After carrying out the division and training of the regression CNNs (one per area), the pose estimation is performed in the corridor room. The results are shown in the Figure 7. From it, the conclusion reached is that the errors are considerably reduced. Despite the fact that the average error has been reduced, the maximum error is still relatively high. Furthermore, the standard deviation has also been reduced; hence, there is a lower number of extreme cases. This room division presents an improvement along the X axis.
To evaluate the quality of the groups of images considered in this splitting strategy, the silhouette parameter is considered. It provides information about how compact the clusters are, that is, the silhouette parameter measures the degree of similarity between the instances within the same cluster and at the same time the dissimilarity with the instances which belong to others clusters. The values are in the range [ 1 , 1 ] and the higher it is, the more compact the clusters are. Figure 8 shows the silhouettes values obtained for office and corridor for a number of divisions between 2 and 8. As we can observe, the maximum values are reached for 2 and 5 divisions, respectively. In addition, Figure 9 shows the labeling made by the spectral clustering approach in office and corridor. This information is processed according the axis of interest (Y for office and X for corridor) and then, the splitting of the information is carried out, respectively, on the axis of interest.

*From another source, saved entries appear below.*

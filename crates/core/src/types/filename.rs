//! Upload filename validation and sanitization.

use core::fmt;

use unicode_normalization::UnicodeNormalization;

/// Extension accepted for model uploads (compared case-insensitively).
pub const MODEL_EXTENSION: &str = ".glb";

/// Errors that can occur when accepting an uploaded filename.
#[derive(thiserror::Error, Debug, Clone, PartialEq, Eq)]
pub enum FilenameError {
    /// No filename was supplied (empty file input).
    #[error("filename cannot be empty")]
    Empty,
    /// The filename does not end in `.glb`.
    #[error("only {MODEL_EXTENSION} files are accepted")]
    UnsupportedExtension,
    /// Nothing usable is left once unsafe characters are removed.
    #[error("filename contains no safe characters")]
    Unsafe,
}

/// Reduce an uploaded filename to a safe, flat name.
///
/// - Text is NFKD-normalized, then non-ASCII characters are dropped, so
///   accented letters keep their base letter
/// - Path separators (`/` and `\`) become whitespace
/// - Whitespace runs collapse into a single `_`
/// - Anything outside `[A-Za-z0-9_.-]` is dropped
/// - Leading and trailing `.` and `_` are trimmed
///
/// The result may be empty.
///
/// ```
/// use model_showcase_core::sanitize_filename;
///
/// assert_eq!(sanitize_filename("My Model.glb"), "My_Model.glb");
/// assert_eq!(sanitize_filename("../../etc/passwd"), "etc_passwd");
/// assert_eq!(sanitize_filename("café Modèle.glb"), "cafe_Modele.glb");
/// ```
#[must_use]
pub fn sanitize_filename(name: &str) -> String {
    let flattened: String = name
        .nfkd()
        .filter(char::is_ascii)
        .map(|c| if c == '/' || c == '\\' { ' ' } else { c })
        .collect();

    let joined = flattened.split_whitespace().collect::<Vec<_>>().join("_");

    joined
        .chars()
        .filter(|c| c.is_ascii_alphanumeric() || matches!(c, '_' | '.' | '-'))
        .collect::<String>()
        .trim_matches(|c| c == '.' || c == '_')
        .to_owned()
}

/// A sanitized filename for an accepted `.glb` upload.
///
/// The extension check runs against the name the browser sent; the stored
/// name is the sanitized form with its original letter case.
///
/// ```
/// use model_showcase_core::{FilenameError, ModelFilename};
///
/// let name = ModelFilename::from_upload("Vision Pro.GLB").unwrap();
/// assert_eq!(name.as_str(), "Vision_Pro.GLB");
///
/// assert_eq!(ModelFilename::from_upload("model.txt"), Err(FilenameError::UnsupportedExtension));
/// ```
#[derive(Debug, Clone, PartialEq, Eq, Hash)]
pub struct ModelFilename(String);

impl ModelFilename {
    /// Validate and sanitize the filename of an uploaded file part.
    ///
    /// # Errors
    ///
    /// Returns an error if the filename is empty, does not end in `.glb`
    /// (case-insensitive), or sanitizes to an empty string.
    pub fn from_upload(original: &str) -> Result<Self, FilenameError> {
        if original.is_empty() {
            return Err(FilenameError::Empty);
        }

        if !original.to_lowercase().ends_with(MODEL_EXTENSION) {
            return Err(FilenameError::UnsupportedExtension);
        }

        let sanitized = sanitize_filename(original);
        if sanitized.is_empty() {
            return Err(FilenameError::Unsafe);
        }

        Ok(Self(sanitized))
    }

    /// Returns the sanitized filename as a string slice.
    #[must_use]
    pub fn as_str(&self) -> &str {
        &self.0
    }

    /// Consumes the `ModelFilename` and returns its inner string.
    #[must_use]
    pub fn into_inner(self) -> String {
        self.0
    }
}

impl fmt::Display for ModelFilename {
    fn fmt(&self, f: &mut fmt::Formatter<'_>) -> fmt::Result {
        f.write_str(&self.0)
    }
}

impl AsRef<str> for ModelFilename {
    fn as_ref(&self) -> &str {
        &self.0
    }
}

#[cfg(test)]
mod tests {
    use super::*;

    #[test]
    fn test_sanitize_plain_name_unchanged() {
        assert_eq!(sanitize_filename("chair.glb"), "chair.glb");
    }

    #[test]
    fn test_sanitize_strips_directories() {
        assert_eq!(sanitize_filename("/var/www/chair.glb"), "var_www_chair.glb");
        assert_eq!(sanitize_filename(r"C:\models\chair.glb"), "C_models_chair.glb");
    }

    #[test]
    fn test_sanitize_drops_unsafe_characters() {
        assert_eq!(sanitize_filename("ch@ir (v2)!.glb"), "chir_v2.glb");
    }

    #[test]
    fn test_sanitize_folds_accents_to_ascii() {
        assert_eq!(sanitize_filename("café.glb"), "cafe.glb");
        assert_eq!(sanitize_filename("café Modèle.glb"), "cafe_Modele.glb");
        assert_eq!(sanitize_filename("Ｍｏｄｅｌ.glb"), "Model.glb");
    }

    #[test]
    fn test_sanitize_trims_dots_and_underscores() {
        assert_eq!(sanitize_filename("..hidden.glb"), "hidden.glb");
        assert_eq!(sanitize_filename("__init__"), "init");
    }

    #[test]
    fn test_sanitize_can_be_empty() {
        assert_eq!(sanitize_filename("日本語"), "");
        assert_eq!(sanitize_filename("../.."), "");
    }

    #[test]
    fn test_from_upload_accepts_any_case_extension() {
        assert!(ModelFilename::from_upload("a.glb").is_ok());
        assert!(ModelFilename::from_upload("a.GLB").is_ok());
        assert!(ModelFilename::from_upload("a.GlB").is_ok());
    }

    #[test]
    fn test_from_upload_preserves_case() {
        let name = ModelFilename::from_upload("Apple_Vision_Pro.GLB");
        assert_eq!(
            name.map(ModelFilename::into_inner),
            Ok("Apple_Vision_Pro.GLB".to_string())
        );
    }

    #[test]
    fn test_from_upload_rejects_other_extensions() {
        assert_eq!(
            ModelFilename::from_upload("model.txt"),
            Err(FilenameError::UnsupportedExtension)
        );
        assert_eq!(
            ModelFilename::from_upload("model.glb.zip"),
            Err(FilenameError::UnsupportedExtension)
        );
    }

    #[test]
    fn test_from_upload_rejects_empty() {
        assert_eq!(ModelFilename::from_upload(""), Err(FilenameError::Empty));
    }

    #[test]
    fn test_from_upload_keeps_extension_text_when_stem_is_unsafe() {
        assert_eq!(
            ModelFilename::from_upload("日/.glb").map(ModelFilename::into_inner),
            Ok("glb".to_string())
        );
    }
}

6. Conclusions and Future Works

This paper presents a study about the use of CNNs to carry out the hierarchical localization by means of omnidirectional images in indoor environments. A classification CNN is trained to address the room retrieval by using a transfer learning technique. Additionally, transfer learning is used again to transform the CNN in a regression CNN and thus addressing the pose estimation within a specific room. The architecture of the network used produces acceptable results regarding accuracy and training time. The results obtained for the room retrieval task are considerably successful, since the percentage of success is 98.11% and the majority of the few confusions are given in the frontiers between different rooms.
As for the regression CNN, the initial results cannot be considered accurate, since considerable errors arise in some specific rooms, such as the corridor. Nonetheless, after applying an improvement strategy based on splitting in areas those rooms in which the robot runs a long, linear trajectory, the new networks are able to output more accurate results.
Concerning the improvement of the regression CNNs, several alternatives could be considered in future works to continue improving the results. On the one hand, splitting the rooms into smaller areas (subrooms) and generating more training images by a data augmentation technique, in such a way that the networks are more robustly trained to estimate the position of the robot in each room. On the other hand, the pose estimation could be addressed by using recurrent networks instead of regression networks. In this way, the current position of the robot within the room would be estimated considering the previously estimated poses. Additionally, using more recent CNN architectures could permit extracting more robust features and then the regression network could provide better results.
Finally, other future research lines include the performance of the proposed method with other datasets whose environments present different challenges, such as outdoor environments or different capturing strategies. Moreover, a hierarchical localization approach based on Long Short Term Memory (LSTM) networks will be developed.

Author Contributions

Conceptualization, M.B. and L.P.; methodology, L.P.; software, S.C. and F.M.; validation, S.C., M.B. and O.R.; formal analysis, O.R. and L.P.; investigation, S.C. and M.B.; resources, M.B. and L.P.; data curation, L.P.; writing—original draft preparation, S.C. and M.B.; writing—review and editing, M.B., L.P. and O.R.; visualization, F.M.; supervision, M.B.; project administration, M.B. and O.R.; funding acquisition, M.B. and O.R. All authors have read and agreed to the published version of the manuscript.

Funding

This work has been supported by the Spanish government through the project PID2020-116418RB-I00: “HYREBOT: Robots híbridos y reconstrucción multisensorial para aplicaciones en estructuras reticulares”.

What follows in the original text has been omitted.